Through a cracked crystal ball


Predictions. Everyone loves to read them.

But most journalists hate to make them, mostly because of an egotistical fear of being proven wrong, but also because journalists know, or ought to know, that in a world changing as fast as ours, predictions are a vain and foolish exercise.
They are, however, a New Year’s tradition. Since this is the last Nunatsiaq News of 2001, here are our clumsy attempts to predict what will happen in 2002.

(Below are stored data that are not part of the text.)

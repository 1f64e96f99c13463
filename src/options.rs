// Per-attempt download options
//
// A FetchOptions value is a snapshot: it is rebuilt at the start of
// every retry attempt so that cookie-file or directory changes made by
// the caller mid-retry take effect on the next attempt.

use std::path::PathBuf;

use serde::{Deserialize, Serialize};

use crate::config::AppConfig;
use crate::cookies;
use crate::formats;

/// Realistic browser identity sent with every request (anti-detection)
pub const USER_AGENT: &str = "Mozilla/5.0 (Windows NT 10.0; Win64; x64) \
AppleWebKit/537.36 (KHTML, like Gecko) Chrome/120.0.0.0 Safari/537.36";
pub const REFERER: &str = "https://www.google.com/";

/// Output filename template; the title is capped at 75 characters to
/// stay clear of filesystem path-length limits.
pub const OUTPUT_TEMPLATE: &str = "%(title).75s.%(ext)s";

/// Hard cap the engine applies to the final filename
pub const TRIM_FILE_NAME: u32 = 150;

/// Typed post-processing directive handed to the engine
#[derive(Debug, Clone, PartialEq, Eq, Serialize, Deserialize)]
pub enum Postprocessor {
    /// Remove embedded metadata from the output file (privacy default)
    StripMetadata,
    /// Extract the audio stream and transcode it
    ExtractAudio {
        codec: String,
        /// ffmpeg quality argument: "0" for lossless targets, kbps otherwise
        quality: String,
    },
    /// Re-mux/transcode video into another container
    ConvertVideo { format: String },
}

/// Options snapshot for one download attempt
#[derive(Debug, Clone, Serialize, Deserialize)]
pub struct FetchOptions {
    pub selector: String,
    /// Full output path template under the download directory
    pub output_template: PathBuf,
    /// Merge container for video formats; None for audio extraction
    pub merge_format: Option<String>,
    pub postprocessors: Vec<Postprocessor>,
    pub ffmpeg_location: Option<PathBuf>,
    /// Included only when the file exists on disk at build time
    pub cookie_file: Option<PathBuf>,
    pub user_agent: String,
    pub referer: String,

    // Fixed safety/privacy flags. Kept as explicit fields so the
    // engine mapping and the tests can assert on them.
    pub check_certificates: bool,
    pub prefer_insecure: bool,
    pub call_home: bool,
    pub geo_bypass: bool,
    pub restrict_filenames: bool,
    pub no_playlist: bool,
    pub quiet: bool,
    pub trim_file_name: u32,
}

impl FetchOptions {
    /// Build the options snapshot for a format key and the current config
    pub fn for_format(format_key: &str, config: &AppConfig) -> Self {
        let desc = formats::resolve(format_key);

        // Metadata stripping is unconditional; transcode directives
        // depend on the resolved format.
        let mut postprocessors = vec![Postprocessor::StripMetadata];
        if desc.audio_only {
            postprocessors.push(Postprocessor::ExtractAudio {
                codec: desc.container.to_string(),
                quality: formats::audio_quality(format_key).to_string(),
            });
        } else if desc.container != "mp4" {
            postprocessors.push(Postprocessor::ConvertVideo {
                format: desc.container.to_string(),
            });
        }

        Self {
            selector: desc.selector.to_string(),
            output_template: config.download_dir.join(OUTPUT_TEMPLATE),
            merge_format: (!desc.audio_only).then(|| desc.container.to_string()),
            postprocessors,
            ffmpeg_location: config.ffmpeg_path.clone(),
            cookie_file: cookies::resolve_cookie_file(config.cookie_file.as_deref()),
            user_agent: USER_AGENT.to_string(),
            referer: REFERER.to_string(),
            check_certificates: true,
            prefer_insecure: false,
            call_home: false,
            geo_bypass: true,
            restrict_filenames: true,
            no_playlist: true,
            quiet: true,
            trim_file_name: TRIM_FILE_NAME,
        }
    }
}
// Common data models for the download layer

use serde::{Deserialize, Serialize};

/// Video metadata extracted before a download starts
#[derive(Debug, Clone, Serialize, Deserialize)]
pub struct MediaInfo {
    #[serde(default)]
    pub id: String,
    #[serde(default = "MediaInfo::unknown_title")]
    pub title: String,
    #[serde(default)]
    pub uploader: String,
    /// Duration in seconds, when the extractor reports one
    #[serde(default)]
    pub duration: Option<f64>,
}

impl MediaInfo {
    fn unknown_title() -> String {
        "Unknown Title".to_string()
    }
}

/// Terminal result of a `download()` call. Produced exactly once per
/// invocation; the orchestrator never returns an error past its boundary.
#[derive(Debug, Clone, Serialize, Deserialize)]
pub struct DownloadOutcome {
    pub success: bool,
    /// Sanitized, display-ready title (empty on failure)
    pub title: String,
    /// First line of the underlying error, capped at 100 characters
    pub error_message: Option<String>,
}

impl DownloadOutcome {
    pub fn ok(title: String) -> Self {
        Self {
            success: true,
            title,
            error_message: None,
        }
    }

    pub fn failed(message: String) -> Self {
        Self {
            success: false,
            title: String::new(),
            error_message: Some(message),
        }
    }
}

/// Download phase as reported by the engine
#[derive(Debug, Clone, Copy, PartialEq, Eq, Serialize, Deserialize)]
#[serde(rename_all = "lowercase")]
pub enum Phase {
    Downloading,
    /// Byte transfer done; the engine may still be muxing/transcoding
    Finished,
}

/// Normalized progress event delivered to the caller's sink
#[derive(Debug, Clone, Serialize, Deserialize)]
pub struct ProgressEvent {
    pub phase: Phase,
    /// Percentage in [0, 100]
    pub percentage: f64,
    pub rate_bytes_per_sec: f64,
    pub eta_seconds: Option<u64>,
}

/// Raw progress payload from the engine's progress hook.
/// Field set mirrors yt-dlp's progress dict; anything absent stays None.
#[derive(Debug, Clone, Default, Serialize, Deserialize)]
pub struct RawProgress {
    #[serde(default)]
    pub status: String,
    #[serde(default)]
    pub downloaded_bytes: Option<f64>,
    #[serde(default)]
    pub total_bytes: Option<f64>,
    #[serde(default)]
    pub total_bytes_estimate: Option<f64>,
    #[serde(default)]
    pub filesize: Option<f64>,
    /// Bytes per second
    #[serde(default)]
    pub speed: Option<f64>,
    /// Seconds remaining
    #[serde(default)]
    pub eta: Option<f64>,
}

The Qikiqtani Inuit Association will not only make it to the end of 2002 without removing a president, it will fill all vacant staff positions and even earn back some of the respect it has lost in the past couple of years.
The introduction of a new Nunavut education bill in the legislative assembly, along with Jack Anawak’s work in the CLEY portfolio, will focus more attention on language and culture issues.
The government of Nunavut and Nunavut Tunngavik will continue to snipe at each other over the application of Nunavummi Nangminiqaqtunik Ikajuuti, the territorial government Inuit business incentive policy designed to meet the terms of Article 24 of the Nunavut land claim agreement. But in the real world, Nunavut’s economy will continue to circle the drain.
By the end of the year, the government of Nunavut will have an Inuktitut language policy.
A well-known Iqaluit broadcaster will win a national aboriginal award.
Regional birthright corporations such as Qikiqtaaluk and Saaku will continue to struggle financially as they cope with unleased office space, and disappointing results from Nunavut Eastern Arctic Shipping and other ventures.

The City of Iqaluit will hold a by-election to fill at least one vacant seat on city council.
Blunders committed during previous administrations will continue to haunt the City of Iqaluit – a consultant hired by the city to study the cost of running its new, non-functioning $7-million sewage plant will find that it’s too expensive to operate.
After more study, the City of Iqaluit will decide not to buy an incinerator and will invest instead in a garbage compacting system.

Despite growing grass-roots opposition, Nunavik negotiators will reach an agreement-in-principle on self-government with the province of Quebec by the end of the year.
The circumpolar world

Despite a shortage of volunteers and accommodation, the 2002 Arctic Winter Games in Iqaluit and Nuuk will be successful.
A Canadian airline will introduce a new Canada-Greenland scheduled airline service.

Grant Hill will win the leadership of the Canadian Alliance this February, and then go on to lead his moribund party into the garbage bin of history.
A coalition of left-wing activists within the New Democratic Party called the New Politics Initiative will break away to form a new party. They’ll end up in the garbage bin even faster than the Alliance.
Inspired by Canada’s hopeless collection of ineffective opposition parties, Prime Minister Jean Chrétien will hang on as leader of the Liberal Party of Canada – much to the despair of Paul Martin, Brian Tobin, Allan Rock, Anne McLelland, John Manley and other leadership hopefuls.
The world of sports

The Czech Republic will win the gold medal in hockey at next year’s Winter Olympics. Wayne Gretzky’s Team Canada will put up a brave battle, but will end up with silver.
Backed by the heroic pitching of Curt Schilling and Randy Johnson, the Arizona Diamondbacks will once again win the World Series, but not until after another thrilling battle with a revamped New York Yankees.
The Toronto Maple Leafs will meet the Colorado Avalanche in a Stanley Cup final that will pit Curtis Joseph against Patrick Roy. The team with the best goaltending will win the cup.